Joanie sighed as he placed her on the ground. She hadn’t liked being left behind when Jamie, Claire, and Ian had gone to survey the land and begin clearing and settling the land. Fergus and Marsali had both been busy with finding work to bring in and set aside a little money. She’d helped Marsali with a little of the needlework but didn’t care for it. As Marsali’s pregnancy progressed, Joanie had taken on more of the chores and ran about to the shops and such. The birth of her nephew had been exciting and terrifying and she didn’t mind helping Marsali with him… but she was growing tired of it too. The town was still strange to her and with Germain’s arrival she felt less sure of her place with her sister and Fergus. The prospect of living on the Ridge with Da and Mother Claire and Ian was thrilling and she couldn’t wait to see it given what Da had said about it. 

She strode around the wagon and toward the house to help Marsali with the food provisions, looking back to where Jamie was leaning against the edge, pausing to mop his brow. 

It was out of the corner of her eye, but the flash of red hair caught her attention. 

A woman stood in the shadows between the two buildings across the way, watching them. The woman drew further into the cramped space when she noticed Joanie staring back. Maybe it wasn’t a woman, after all. They appeared to be wearing breeks.

Biting her lip, Joanie continued into the house and held Germain while Marsali finished wrapping loaves of bread and a small wheel of cheese to add to the pack on the table. 

“D’ye think ye can carry that?” Marsali asked, lifting the pack from the table and gauging the weight. 

“If ye take the bairn back I can,” Joanie assured her, holding Germain out and wrinkling her nose. “He’ll need a fresh clout ‘fore we leave.” She quickly took the pack, hauling the strap over her shoulder and bowing under the weight as she slowly made her way to the door. 

She paused in the doorway to see if the person was still there. They were.

“Da!” Joanie called out, too tired to carry the pack further. 
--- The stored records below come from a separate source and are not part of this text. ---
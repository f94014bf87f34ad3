//! Phase 3: Building
//!
//! Builds the composite descriptor of a resolved fragment by re-entering the
//! engine with a request for the fragment's file. The result is stored in the
//! [`BuildCache`] under the fragment's coordinate key, so a fragment reached
//! through several paths (a diamond) is built once and shared as the same
//! `Arc`.
//!
//! The ancestor chain is checked before the cache is touched, so a cycle
//! within one build is reported with its full chain of fragments. A cycle
//! split across parallel builds (one thread building `a` and waiting for `b`
//! while another builds `b` and waits for `a`) is caught by the cache's
//! wait-for check instead; see [`KeyedCache`](crate::cache::KeyedCache).

use std::sync::Arc;

use log::debug;

use super::discovery::check_chain;
use super::ResolvedArtifact;
use crate::builder::{BuildRequest, DescriptorBuilder};
use crate::cache::BuildCache;
use crate::descriptor::BuildDescriptor;
use crate::error::{Error, Result};

/// Executes Phase 3 of the pipeline for one fragment.
///
/// `engine` is the composite builder itself; `request` is the request of the
/// descriptor declaring the fragment.
pub fn execute(
    engine: &dyn DescriptorBuilder,
    cache: &BuildCache,
    artifact: &ResolvedArtifact,
    request: &BuildRequest,
    max_depth: usize,
) -> Result<Arc<BuildDescriptor>> {
    let key = artifact.coordinate.key();
    check_chain(request.fragment_chain(), &key, max_depth)?;

    let mut built = false;
    let descriptor = cache.get_or_try_insert_with(&key, || {
        built = true;
        debug!(
            "Build cache miss for {}, building {}",
            key,
            artifact.file.display()
        );
        let fragment_request = request.derive_for_fragment(&artifact.file, &key);
        engine
            .build(&fragment_request)
            .map(Arc::new)
            .map_err(|e| Error::RecursiveBuild {
                coordinate: artifact.coordinate.to_string(),
                source: Box::new(e),
            })
    })?;
    if !built {
        debug!("Build cache hit for {}", key);
    }
    Ok(descriptor)
}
Jamie looked up and laughed, striding over and taking the pack from her, swinging it into the air with ease. Joanie followed him to the wagon, turning her back to the far side of the street. 

“Da,” she hissed. “There’s someone over there keeps watchin’ us.” 

Jamie looked down at her, brow furrowed. “Over where?” He kept his voice low.

“‘Tween the houses cross the way. Why’re they watchin’ us?”

Jamie’s head inclined like he was looking up the street but his eyes moved to the corner, looking for the person Joanie described. 

“Stay wi’ the wagon,” he instructed, turning and crossing the street with a sure stride.

Joanie watched. The person he went after pulled further back but didn’t appear to be trying to get away through to the other side. Then Joanie couldn’t see anymore because Jamie followed and his back blocked her view.

* * *

Brianna had been told she was in luck, that there was a young family supposed to be heading to Fraser’s Ridge soon. Or perhaps they had already gone. No, someone had seen the one-handed man earlier trying to sell some things they wouldn’t be able to bring with them. If she hurried she should be able to catch them and inquire after accompanying them.

The directions to the boarding rooms where the young family were supposed to be staying had seemed clear but without a map or marked streets, Brianna found herself stopping to ask for additional directions twice. 

The seamstress pointed her to what wasn’t quite an alleyway between two buildings—not an alleyway as she thought of them, at least. It was wider though just as full of litter as she was used to. 

She knew him as soon as she saw him and her feet ceased to move. 

Jamie Fraser.

He was helping to load a wagon, undoubtedly to escort the young family she’d heard about to the Ridge. She hadn’t considered that possibility. She’d been expecting to surprise both him and her mother when she reached the Ridge. 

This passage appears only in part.